2.3. La critica a Duvignaud e l’approccio teorico di Maria Shevtsova

2.3.2 Tra Bourdieu e Brecht: il campo, l’habitus e la rivoluzione teatrale

Questo rimando a Bourdieu, costituisce il fulcro dell’approccio teorico di Shevtsova che se ne serve, in modo del tutto originale, per spiegare la rivoluzione brechtiana, e la teoria dello straniamento.

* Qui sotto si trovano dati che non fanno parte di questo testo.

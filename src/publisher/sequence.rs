//! Demand-driven iteration.
//!
//! [`Sequence`] is the canonical backpressure-respecting source: it emits
//! the next item only while the subscriber has outstanding demand, and it
//! completes as soon as the iterator is exhausted, whether or not demand is
//! left.

use std::{iter::Peekable, marker::PhantomData, sync::Arc};

use tracing::trace;

use super::Publisher;
use crate::{
  completion::Completion,
  demand::Demand,
  rc::MutArc,
  subscriber::Subscriber,
  subscription::{AnyCancellable, Subscription},
};

/// Emits the items of an iterable, one per unit of demand, then finishes.
#[derive(Clone, Debug)]
pub struct Sequence<I> {
  items: I,
}

impl<I> Sequence<I>
where
  I: IntoIterator + Clone,
{
  pub fn new(items: I) -> Self { Sequence { items } }
}

impl<I> Publisher for Sequence<I>
where
  I: IntoIterator + Clone,
  I::IntoIter: Send + 'static,
  I::Item: Send + 'static,
{
  type Output = I::Item;
  type Failure = std::convert::Infallible;

  fn subscribe<S>(&self, subscriber: S) -> AnyCancellable
  where
    S: Subscriber<Self::Output, Self::Failure> + 'static,
  {
    subscribe_iter(self.items.clone().into_iter(), subscriber)
  }
}

/// Run the iteration protocol for `iter` against `subscriber`.
pub(crate) fn subscribe_iter<It, E, S>(iter: It, subscriber: S) -> AnyCancellable
where
  It: Iterator + Send + 'static,
  It::Item: Send + 'static,
  E: 'static,
  S: Subscriber<It::Item, E> + 'static,
{
  let subscription = Arc::new(IterSubscription(MutArc::own(IterState {
    iter: iter.peekable(),
    demand: Demand::NONE,
    subscriber: None,
    // Held until the subscriber is stored, so a `request` made from inside
    // `receive_subscription` only records the demand.
    draining: true,
    closed: false,
    _p: PhantomData,
  })));
  trace!("sequence subscribed");

  let mut subscriber = subscriber;
  subscriber.receive_subscription(subscription.clone());
  subscription.drain(subscriber);
  AnyCancellable::new(subscription)
}

struct IterState<It: Iterator, E, S> {
  iter: Peekable<It>,
  demand: Demand,
  /// Taken out by the drainer while it delivers.
  subscriber: Option<S>,
  draining: bool,
  closed: bool,
  _p: PhantomData<fn(E)>,
}

struct IterSubscription<It: Iterator, E, S>(MutArc<IterState<It, E, S>>);

impl<It, E, S> IterSubscription<It, E, S>
where
  It: Iterator,
  S: Subscriber<It::Item, E>,
{
  /// Emit while demand lasts. The caller must own the `draining` flag.
  fn drain(&self, mut subscriber: S) {
    loop {
      let mut state = self.0.rc_deref_mut();
      if state.closed {
        state.draining = false;
        drop(state);
        return;
      }
      if state.iter.peek().is_none() {
        state.closed = true;
        state.draining = false;
        drop(state);
        subscriber.receive_completion(Completion::Finished);
        return;
      }
      if !state.demand.take_one() {
        state.subscriber = Some(subscriber);
        state.draining = false;
        return;
      }
      let Some(item) = state.iter.next() else { continue };
      drop(state);

      let more = subscriber.receive(item);
      if !more.is_zero() {
        self.0.rc_deref_mut().demand += more;
      }
    }
  }
}

impl<It, E, S> Subscription for IterSubscription<It, E, S>
where
  It: Iterator + Send,
  It::Item: Send,
  S: Subscriber<It::Item, E>,
{
  fn request(&self, demand: Demand) {
    let subscriber = {
      let mut state = self.0.rc_deref_mut();
      if state.closed {
        return;
      }
      state.demand += demand;
      if state.draining {
        return;
      }
      let Some(subscriber) = state.subscriber.take() else { return };
      state.draining = true;
      subscriber
    };
    self.drain(subscriber);
  }

  fn cancel(&self) {
    let subscriber = {
      let mut state = self.0.rc_deref_mut();
      if state.closed {
        return;
      }
      state.closed = true;
      state.subscriber.take()
    };
    trace!("sequence cancelled");
    drop(subscriber);
  }

  fn is_closed(&self) -> bool { self.0.rc_deref_mut().closed }
}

Bourdieu utilizza il concetto di campo proprio per osservare il mondo della produzione artistica e, in particolar modo, quella letteraria, guardando ad essa come ad una efficace descrizione del reale e giungendo, pertanto, alla conclusione che le scienze sociali e il mondo dell'artistico siano campi fortemente interrelati tra loro. È proprio attraverso la costruzione della nozione di campo e delle sue proprietà che

79 Bourdieu ha messo a confronto vari aspetti del sociale interrogandolo proprio a partire dalle pratiche messe in atto dagli individui nella costruzione di prodotti culturali. I campi sono «universi sociali, autonomi, relativamente indipendenti, ma che esercitano degli effetti gli uni sugli altri» (Bourdieu, 1995, trad. it. p. 58), spazi relazionali definiti in cui le società contemporanee, fortemente differenziate, sono organizzate. La proprietà di autonomia attribuita alla nozione di campo consente, in primis, di trattare il teatro come campo a sé rispetto alla sociologia dell’arte e, contemporaneamente, permette alla sociologia del teatro di definire i propri confini rispetto ad altri studi come quelli teatrali che coinvolgono il sociale, o quelli letterari, dell’antropologia della performance o della storia del teatro. Questa proprietà afferma, infatti, il principio secondo cui ogni sottouniverso che «rivendica il diritto a definire da sé i principi della propria legittimità» (Bourdieu 1992b, p.94) va progressivamente autonomizzandosi dal campo che lo contiene. Allo stesso tempo, secondo la regola della irriducibilità di un campo (una omologia che potrebbe essere definita come una somiglianza nella differenza) esso non può essere ricondotto solo a tutto ciò cui è strettamente collegato o all'insieme di pratiche ad esso omologate (Bourdieu 1992a). Queste proprietà del campo fanno sì che uno studio sociologico sul teatro non debba per forza soffermarsi sull'opera teatrale in quanto creazione letteraria. Al contrario, l'«omologia strutturale e funzionale» che lo accomuna agli altri (Bourdieu 1987, trad. it. p. 179), ovvero la somiglianza tra il campo in questione e lo spazio sociale che lo circonda, costituito dalla prossimità degli altri campi, fa si che, funzionando essi allo stesso modo, sia possibile assumere come oggetto di analisi la realtà teatrale per spiegare il funzionamento dei campi della società e quindi la società stessa. Riproducendo ogni campo la struttura sociale, poiché costituito al pari di ogni altro, da individui che vi penetrano e vi partecipano, il teatro e i suoi protagonisti rappresentano una parte nel sistema di relazioni che caratterizza tutta l'esperienza sociale.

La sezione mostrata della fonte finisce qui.